He dismounts in a fit of conscience but stands in front of the building wondering what would happen if he turned around and went home. The answer his subconscious gives him is that he doesn't really want to do that.

He doesn't want to make an excuse for Harry or miss out on whatever it is he has planned for the two of them. He doesn't want to sit on the sofa in his flat and realise that he's been a coward for no reason, that he was waiting for a phone call that he finally got and that nothing happened after that because his restlessness wouldn't let him see beyond this uneasiness that doesn't even have a source far from absurd.

He doesn't even have a bad feeling about this encounter. Apart from the incessant fluttering of the hundred butterflies eating his insides alive and the thunderous rumbling of his heart against the edges of his chest, Louis has no negative feeling or even any hunch that would allow him to escape from there now that he can.

There is absolutely nothing, and that realisation is what prompts him to take a long breath, pull his mobile phone out of his pocket and alert the fireman who has arrived and is standing in front of his building.

The response falls on him in an instant, pleasant, slightly adorable thanks to the celebratory emoticon that accompanies his words. In the next second, Louis is walking up the stairs to be greeted by the curly-haired man at the same door.

The smile Harry gives him is stunning and soft, a running row of teeth accompanied by the sweetness of a pair of dimples that Louis had forgotten about or wasn't even sure he'd seen before due to time. He sees them now, though, deep, slightly excited, almost as bright as the glint that abounds in that pair of greenish sockets that look at him as if they've been waiting for him for an eternity.

Louis forgets why he was so nervous in the first place, and as soon as the fireman steps aside to let him in, his heart stops weighing a whole ton, becoming a handful of feathers and silk that allows him to take the first step and all the ones that come after that.
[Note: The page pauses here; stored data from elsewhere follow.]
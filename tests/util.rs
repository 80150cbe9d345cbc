#![allow(clippy::unwrap_used, clippy::expect_used, dead_code)]

use std::fs::File;
use std::io::Write;
use std::path::{Path, PathBuf};

use sqlx::SqlitePool;
use zip::write::FileOptions;
use zip::{CompressionMethod, ZipWriter};

#[path = "fixtures/sr22.rs"]
mod sr22;

pub const MEMBERS: [&str; 10] = [
    "FOOD_DES.txt",
    "FD_GROUP.txt",
    "NUT_DATA.txt",
    "NUTR_DEF.txt",
    "SRC_CD.txt",
    "DERIV_CD.txt",
    "WEIGHT.txt",
    "FOOTNOTE.txt",
    "DATSRCLN.txt",
    "DATA_SRC.txt",
];

/// Member bodies keyed by file name; members left unset are written empty.
#[derive(Debug, Clone, Default)]
pub struct Fixture {
    members: Vec<(String, Vec<u8>)>,
    omit: Vec<String>,
}

impl Fixture {
    /// Two groups, two foods, two nutrients with full supporting tables.
    pub fn sample() -> Self {
        sr22::SAMPLE_MEMBERS
            .iter()
            .fold(Self::default(), |fixture, (name, body)| fixture.member(name, body))
    }

    pub fn member(mut self, name: &str, body: impl AsRef<[u8]>) -> Self {
        self.members.retain(|(existing, _)| existing != name);
        self.members.push((name.to_string(), body.as_ref().to_vec()));
        self
    }

    pub fn without(mut self, name: &str) -> Self {
        self.omit.push(name.to_string());
        self
    }

    pub fn write(&self, dir: &Path) -> PathBuf {
        let path = dir.join("sr22.zip");
        let mut writer = ZipWriter::new(File::create(&path).unwrap());
        let options = FileOptions::default().compression_method(CompressionMethod::Deflated);
        for name in MEMBERS {
            if self.omit.iter().any(|omitted| omitted == name) {
                continue;
            }
            let body = self
                .members
                .iter()
                .find(|(member, _)| member == name)
                .map(|(_, body)| body.as_slice())
                .unwrap_or_default();
            writer.start_file(name, options).unwrap();
            writer.write_all(body).unwrap();
        }
        writer.finish().unwrap();
        path
    }
}

pub async fn file_pool(dir: &Path, name: &str) -> SqlitePool {
    let pool = usda_import::db::open_sqlite_pool(&dir.join(name))
        .await
        .expect("open sqlite pool");
    usda_import::migrate::apply_migrations(&pool)
        .await
        .expect("apply migrations");
    pool
}

pub async fn count(pool: &SqlitePool, table: &str) -> i64 {
    sqlx::query_scalar(&format!("SELECT COUNT(*) FROM {table}"))
        .fetch_one(pool)
        .await
        .unwrap()
}

/// Every table as sorted text rows, for whole-database comparisons.
pub async fn snapshot(pool: &SqlitePool) -> Vec<String> {
    let queries = [
        "SELECT code || '|' || description FROM food_group",
        "SELECT ndb_number || '|' || food_group_code || '|' || IFNULL(long_description, '') || '|' || survey || '|' || IFNULL(scientific_name, '') FROM food",
        "SELECT food_ndb_number || '|' || sequence || '|' || description || '|' || gram_weight FROM weight",
        "SELECT number || '|' || units || '|' || description FROM nutrient",
        "SELECT food_ndb_number || '|' || number || '|' || type || '|' || IFNULL(nutrient_number, '-') || '|' || text FROM footnote",
        "SELECT id || '|' || title FROM data_source",
        "SELECT code || '|' || description FROM data_derivation",
        "SELECT code || '|' || description FROM source",
        "SELECT food_ndb_number || '|' || nutrient_number || '|' || nutrient_value || '|' || data_points || '|' || IFNULL(data_derivation_code, '') FROM nutrient_data",
        "SELECT d.food_ndb_number || '|' || d.nutrient_number || '|' || s.source_code FROM nutrient_data_source s JOIN nutrient_data d ON d.id = s.nutrient_data_id",
        "SELECT d.food_ndb_number || '|' || d.nutrient_number || '|' || l.data_source_id FROM nutrient_data_data_source l JOIN nutrient_data d ON d.id = l.nutrient_data_id",
    ];
    let mut rows = Vec::new();
    for sql in queries {
        let mut table: Vec<String> = sqlx::query_scalar(sql).fetch_all(pool).await.unwrap();
        table.sort();
        rows.extend(table);
    }
    rows
}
They greet each other again, awkwardly. Harry shows him around his flat with a smooth blush that causes the auburn to blush in kind and explains that dinner is ready on the table and they can come into the dining room at their leisure. They do so immediately, per Louis' preference, and though he's not as hungry as the evening warrants —he may have been stripped of the tension in his gut, but the knot is still tight in the pit of his stomach, unbroken and indestructible— the idea of sitting next to Harry at the table is almost as enchanting as the fork at his side.

Somehow, everything is indescribably simple from that moment on. Maybe it was from the instant their eyes connected, or maybe it was from the second the man with the olive-fringed pupils opened the wood to greet him before he arrived, or maybe it was from the minute his heart skipped a beat and something inside him clicked again, just like on Valentine's Day.
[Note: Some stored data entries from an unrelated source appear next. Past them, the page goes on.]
use std::time::Instant;

use serde::{Deserialize, Serialize};
use sqlx::SqliteConnection;
use tracing::{debug, info};

use crate::error::ImportResult;

use super::record::{is_blank, LineParser, RawRecord, RowAt};
use super::references::ReferenceCache;
use super::EntityKind;

/// One entity type's parsing and persistence rules.
pub(crate) trait ImportRow: Sized {
    const KIND: EntityKind;
    /// Positional field names of the member file.
    const FIELDS: &'static [&'static str];

    fn from_record(record: &RawRecord) -> ImportResult<Self>;

    /// Short human readable key for debug logs.
    fn describe(&self) -> String;

    /// Resolve foreign keys and persist. Returns `true` when the natural key
    /// was new.
    async fn upsert(
        &self,
        conn: &mut SqliteConnection,
        refs: &mut ReferenceCache,
        at: RowAt,
    ) -> ImportResult<bool>;
}

#[derive(Debug, Clone, Default, PartialEq, Eq, Serialize, Deserialize)]
#[serde(rename_all = "camelCase")]
pub struct EntitySummary {
    pub rows: u64,
    pub created: u64,
    pub updated: u64,
    pub skipped_lines: u64,
    pub batches: u64,
    pub elapsed_ms: u64,
}

/// Import every line of one member.
///
/// Rows are handled one at a time straight off the lazy line iterator. With a
/// `batch_size`, the reference cache is dropped every `batch_size` rows; the
/// result does not depend on where those boundaries fall.
pub(crate) async fn run_pass<R, I>(
    lines: I,
    conn: &mut SqliteConnection,
    batch_size: Option<usize>,
) -> ImportResult<EntitySummary>
where
    R: ImportRow,
    I: IntoIterator<Item = ImportResult<String>>,
{
    let kind = R::KIND;
    let started = Instant::now();
    let mut summary = EntitySummary::default();
    let mut refs = ReferenceCache::default();
    let mut parser = LineParser::new();
    let mut in_batch = 0usize;

    info!(
        target: "usda_import",
        event = "pass_start",
        entity = %kind,
        member = kind.member(),
        batch_size = batch_size.unwrap_or(0)
    );

    for (index, line) in lines.into_iter().enumerate() {
        let line = line?;
        let line_no = index + 1;
        if is_blank(&line) {
            summary.skipped_lines += 1;
            continue;
        }

        let record = parser.record(kind, line_no, &line, R::FIELDS);
        let row = R::from_record(&record)?;
        let created = row.upsert(conn, &mut refs, record.at()).await?;
        summary.rows += 1;
        if created {
            summary.created += 1;
            debug!(target: "usda_import", event = "row_created", entity = %kind, line = line_no, key = %row.describe());
        } else {
            summary.updated += 1;
            debug!(target: "usda_import", event = "row_updated", entity = %kind, line = line_no, key = %row.describe());
        }

        in_batch += 1;
        if batch_size.is_some_and(|size| in_batch >= size) {
            summary.batches += 1;
            debug!(
                target: "usda_import",
                event = "batch_complete",
                entity = %kind,
                batch = summary.batches,
                rows = in_batch,
                cached_keys = refs.len()
            );
            refs.clear();
            in_batch = 0;
        }
    }
    if in_batch > 0 {
        summary.batches += 1;
    }

    summary.elapsed_ms = started.elapsed().as_millis() as u64;
    info!(
        target: "usda_import",
        event = "pass_complete",
        entity = %kind,
        rows = summary.rows,
        created = summary.created,
        updated = summary.updated,
        batches = summary.batches,
        elapsed_ms = summary.elapsed_ms,
        "created {} new {}, updated {} {}",
        summary.created,
        kind.label(),
        summary.updated,
        kind.label()
    );

    Ok(summary)
}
Either way, and regardless of when it happened, Louis allows fate to take the reins and lead him down the path of a stream in which grows glory and a hope that he had sworn to leave at home, and that has found its way back to him anyway, strident, latent, as fervent as the glances they keep throwing at each other as they hold that conversation that goes nowhere and yet goes everywhere at the same time.

They talk about their jobs. Their days. About their years of study and training. About Harry's fascinating cooking skills —he's made pasta, and, by God, Louis is licking his fingers every five minutes— their likes and dislikes, their families, the Epiphany of sexual discovery and the ailments that come with self-acceptance.

They talk so much, and about so many things, that by the end Louis ends up completely forgetting about the anguish and anxiety he felt the last few days, and instead builds these new memories based on the sound of his voice, on the curl that insists on sneaking across his forehead no matter how many times he pulls it back, and his mesmerising way of leaning into him as he speaks and seeking his gaze each time he waits for his response.

He creates memories with the way he wraps his lips around the mouthpiece of his flavoured Malt and that exciting way he throws his head back with each of his laughs, just as Louis is wont to do when laughter bursts from them like dew on every early spring morning.

It's simple, and comfortable what goes on between them, and Louis, if he thinks about it for a moment, will find it terribly disconcerting how easy it has been to float in each other's orbit. So they don't, he doesn't think a bit, and instead, he accompanies Harry to carry the dishes into the kitchen and follows him with flushed cheeks to the living room cabinet.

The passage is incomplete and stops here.